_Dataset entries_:
──────────────────────────────
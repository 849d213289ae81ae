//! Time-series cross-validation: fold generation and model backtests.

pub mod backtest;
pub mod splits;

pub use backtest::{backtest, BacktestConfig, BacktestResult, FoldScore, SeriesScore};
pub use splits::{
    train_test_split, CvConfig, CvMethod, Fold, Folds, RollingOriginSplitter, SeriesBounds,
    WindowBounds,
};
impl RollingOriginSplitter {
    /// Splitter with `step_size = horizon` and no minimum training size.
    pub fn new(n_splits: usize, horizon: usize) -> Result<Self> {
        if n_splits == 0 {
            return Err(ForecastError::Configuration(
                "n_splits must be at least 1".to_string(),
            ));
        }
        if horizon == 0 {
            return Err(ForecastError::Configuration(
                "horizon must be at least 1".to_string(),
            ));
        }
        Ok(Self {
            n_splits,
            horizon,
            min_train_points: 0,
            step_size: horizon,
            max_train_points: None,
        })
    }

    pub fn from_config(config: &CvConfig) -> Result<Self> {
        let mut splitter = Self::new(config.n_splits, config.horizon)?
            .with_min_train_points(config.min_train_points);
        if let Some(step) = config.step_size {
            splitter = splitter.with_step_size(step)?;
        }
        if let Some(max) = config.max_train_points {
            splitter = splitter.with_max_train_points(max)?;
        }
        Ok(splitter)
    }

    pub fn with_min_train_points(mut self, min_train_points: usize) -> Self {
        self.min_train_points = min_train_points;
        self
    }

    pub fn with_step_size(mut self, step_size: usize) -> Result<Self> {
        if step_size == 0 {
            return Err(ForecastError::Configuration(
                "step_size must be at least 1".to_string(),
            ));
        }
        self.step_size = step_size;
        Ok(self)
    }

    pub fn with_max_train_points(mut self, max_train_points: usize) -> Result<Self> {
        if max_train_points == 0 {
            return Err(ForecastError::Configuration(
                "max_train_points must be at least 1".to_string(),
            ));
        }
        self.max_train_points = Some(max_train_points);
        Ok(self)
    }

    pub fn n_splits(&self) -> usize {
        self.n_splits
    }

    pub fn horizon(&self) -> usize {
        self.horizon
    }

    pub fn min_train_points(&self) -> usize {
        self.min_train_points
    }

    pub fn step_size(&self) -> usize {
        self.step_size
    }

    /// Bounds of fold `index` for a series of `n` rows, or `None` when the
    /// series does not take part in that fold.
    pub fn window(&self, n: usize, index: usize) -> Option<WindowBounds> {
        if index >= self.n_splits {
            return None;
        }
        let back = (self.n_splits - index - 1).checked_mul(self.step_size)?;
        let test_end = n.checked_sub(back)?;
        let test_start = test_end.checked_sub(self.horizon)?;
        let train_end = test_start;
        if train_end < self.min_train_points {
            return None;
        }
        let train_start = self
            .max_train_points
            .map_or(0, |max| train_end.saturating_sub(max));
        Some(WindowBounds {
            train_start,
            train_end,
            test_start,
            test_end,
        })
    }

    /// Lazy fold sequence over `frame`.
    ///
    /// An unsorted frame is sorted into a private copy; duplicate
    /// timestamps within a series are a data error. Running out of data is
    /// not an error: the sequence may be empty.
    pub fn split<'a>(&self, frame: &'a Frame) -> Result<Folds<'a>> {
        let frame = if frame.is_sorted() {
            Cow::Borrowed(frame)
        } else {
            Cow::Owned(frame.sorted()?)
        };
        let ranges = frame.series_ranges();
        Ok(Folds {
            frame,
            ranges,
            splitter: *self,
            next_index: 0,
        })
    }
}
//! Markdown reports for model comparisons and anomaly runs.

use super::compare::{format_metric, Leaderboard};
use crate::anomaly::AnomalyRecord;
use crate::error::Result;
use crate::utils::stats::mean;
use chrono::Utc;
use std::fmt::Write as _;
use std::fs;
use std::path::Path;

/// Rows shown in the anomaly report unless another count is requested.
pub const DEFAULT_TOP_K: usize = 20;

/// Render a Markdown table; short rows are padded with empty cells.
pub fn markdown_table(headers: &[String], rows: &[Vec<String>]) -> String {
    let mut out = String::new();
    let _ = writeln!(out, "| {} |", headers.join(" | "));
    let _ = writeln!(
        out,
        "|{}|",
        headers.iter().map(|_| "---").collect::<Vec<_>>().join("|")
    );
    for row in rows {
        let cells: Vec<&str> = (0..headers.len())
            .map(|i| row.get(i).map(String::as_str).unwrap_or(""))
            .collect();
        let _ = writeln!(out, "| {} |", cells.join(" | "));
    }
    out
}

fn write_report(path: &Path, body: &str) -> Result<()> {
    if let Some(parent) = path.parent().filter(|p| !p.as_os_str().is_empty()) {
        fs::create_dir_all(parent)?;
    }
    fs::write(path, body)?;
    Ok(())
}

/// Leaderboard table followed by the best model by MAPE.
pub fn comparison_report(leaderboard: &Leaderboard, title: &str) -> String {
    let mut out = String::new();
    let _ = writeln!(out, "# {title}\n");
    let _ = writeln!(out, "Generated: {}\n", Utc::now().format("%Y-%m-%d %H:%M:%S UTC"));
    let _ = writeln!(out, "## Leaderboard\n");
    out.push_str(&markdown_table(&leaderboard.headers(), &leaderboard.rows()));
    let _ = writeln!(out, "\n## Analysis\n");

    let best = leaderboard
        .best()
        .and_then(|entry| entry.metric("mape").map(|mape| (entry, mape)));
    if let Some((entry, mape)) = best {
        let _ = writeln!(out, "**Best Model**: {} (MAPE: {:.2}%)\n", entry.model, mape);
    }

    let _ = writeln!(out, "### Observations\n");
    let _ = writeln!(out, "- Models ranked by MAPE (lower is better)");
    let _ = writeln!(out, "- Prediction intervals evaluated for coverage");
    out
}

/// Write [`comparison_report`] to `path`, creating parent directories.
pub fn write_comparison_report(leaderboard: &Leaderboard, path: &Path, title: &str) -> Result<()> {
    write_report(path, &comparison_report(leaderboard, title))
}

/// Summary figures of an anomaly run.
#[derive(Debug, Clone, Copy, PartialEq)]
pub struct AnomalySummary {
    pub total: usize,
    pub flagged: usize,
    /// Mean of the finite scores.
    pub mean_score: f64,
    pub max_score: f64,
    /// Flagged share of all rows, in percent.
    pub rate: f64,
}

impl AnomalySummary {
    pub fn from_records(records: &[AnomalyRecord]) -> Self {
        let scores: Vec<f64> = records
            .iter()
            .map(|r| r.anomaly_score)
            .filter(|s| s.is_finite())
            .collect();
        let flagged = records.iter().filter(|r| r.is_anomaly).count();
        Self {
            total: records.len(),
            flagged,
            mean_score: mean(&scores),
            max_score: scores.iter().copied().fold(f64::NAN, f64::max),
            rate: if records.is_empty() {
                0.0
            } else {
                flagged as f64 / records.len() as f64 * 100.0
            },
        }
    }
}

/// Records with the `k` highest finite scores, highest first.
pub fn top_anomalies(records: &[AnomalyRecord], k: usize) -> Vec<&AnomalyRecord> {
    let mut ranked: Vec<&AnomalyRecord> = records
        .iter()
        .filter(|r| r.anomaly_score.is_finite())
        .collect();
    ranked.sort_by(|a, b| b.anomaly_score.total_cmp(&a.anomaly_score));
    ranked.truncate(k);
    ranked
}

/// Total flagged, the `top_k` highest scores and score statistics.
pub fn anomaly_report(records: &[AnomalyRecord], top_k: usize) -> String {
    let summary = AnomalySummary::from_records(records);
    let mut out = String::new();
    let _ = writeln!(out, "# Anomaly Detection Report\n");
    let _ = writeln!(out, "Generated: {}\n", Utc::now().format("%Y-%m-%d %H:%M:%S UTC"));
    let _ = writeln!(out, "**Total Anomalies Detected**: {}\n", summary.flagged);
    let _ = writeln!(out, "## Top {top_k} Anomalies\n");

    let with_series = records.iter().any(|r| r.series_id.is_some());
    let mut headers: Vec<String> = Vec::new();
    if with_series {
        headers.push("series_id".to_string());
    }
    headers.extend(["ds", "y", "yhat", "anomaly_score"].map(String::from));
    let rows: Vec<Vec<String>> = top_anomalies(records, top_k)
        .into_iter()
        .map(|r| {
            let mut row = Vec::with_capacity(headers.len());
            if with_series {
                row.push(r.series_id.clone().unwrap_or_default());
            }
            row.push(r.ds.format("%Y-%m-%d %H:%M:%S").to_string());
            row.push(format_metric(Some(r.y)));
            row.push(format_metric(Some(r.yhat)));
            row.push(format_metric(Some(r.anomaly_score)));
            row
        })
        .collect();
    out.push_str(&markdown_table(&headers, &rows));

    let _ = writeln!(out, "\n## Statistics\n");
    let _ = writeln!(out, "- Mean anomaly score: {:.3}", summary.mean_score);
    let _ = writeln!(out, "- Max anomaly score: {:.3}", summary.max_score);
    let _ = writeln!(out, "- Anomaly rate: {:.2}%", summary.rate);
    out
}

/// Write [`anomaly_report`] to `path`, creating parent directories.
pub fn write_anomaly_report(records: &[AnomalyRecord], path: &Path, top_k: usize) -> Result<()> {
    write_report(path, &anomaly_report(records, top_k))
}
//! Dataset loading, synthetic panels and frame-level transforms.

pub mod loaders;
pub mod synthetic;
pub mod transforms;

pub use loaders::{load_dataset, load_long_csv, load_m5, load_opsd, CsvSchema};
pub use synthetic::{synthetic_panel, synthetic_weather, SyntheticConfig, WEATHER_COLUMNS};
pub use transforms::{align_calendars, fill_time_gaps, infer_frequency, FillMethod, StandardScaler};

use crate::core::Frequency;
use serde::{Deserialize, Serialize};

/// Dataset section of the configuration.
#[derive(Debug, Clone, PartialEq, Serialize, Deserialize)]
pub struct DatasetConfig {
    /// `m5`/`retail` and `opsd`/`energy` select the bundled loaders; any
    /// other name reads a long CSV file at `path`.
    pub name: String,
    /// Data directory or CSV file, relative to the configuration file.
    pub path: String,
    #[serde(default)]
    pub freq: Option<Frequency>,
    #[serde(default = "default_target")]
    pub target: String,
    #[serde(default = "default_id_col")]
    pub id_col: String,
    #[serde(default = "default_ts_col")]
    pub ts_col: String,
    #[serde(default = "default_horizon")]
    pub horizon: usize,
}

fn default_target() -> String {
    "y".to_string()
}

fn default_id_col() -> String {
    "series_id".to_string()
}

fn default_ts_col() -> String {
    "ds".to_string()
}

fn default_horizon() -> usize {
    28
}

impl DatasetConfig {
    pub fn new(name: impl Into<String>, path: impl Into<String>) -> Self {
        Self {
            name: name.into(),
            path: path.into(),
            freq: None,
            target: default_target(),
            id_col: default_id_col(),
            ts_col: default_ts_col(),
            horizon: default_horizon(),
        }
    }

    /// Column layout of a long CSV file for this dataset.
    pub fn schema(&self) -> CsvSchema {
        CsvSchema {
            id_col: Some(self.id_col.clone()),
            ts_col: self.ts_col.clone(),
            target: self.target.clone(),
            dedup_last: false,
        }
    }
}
──────────────────────────────
_Work task_:
Filter the entries above and copy only the lines that hold "derive".

_Solution for this exercise_:
#[derive(Debug, Clone, Copy, PartialEq)]
#[derive(Debug, Clone, PartialEq, Serialize, Deserialize)]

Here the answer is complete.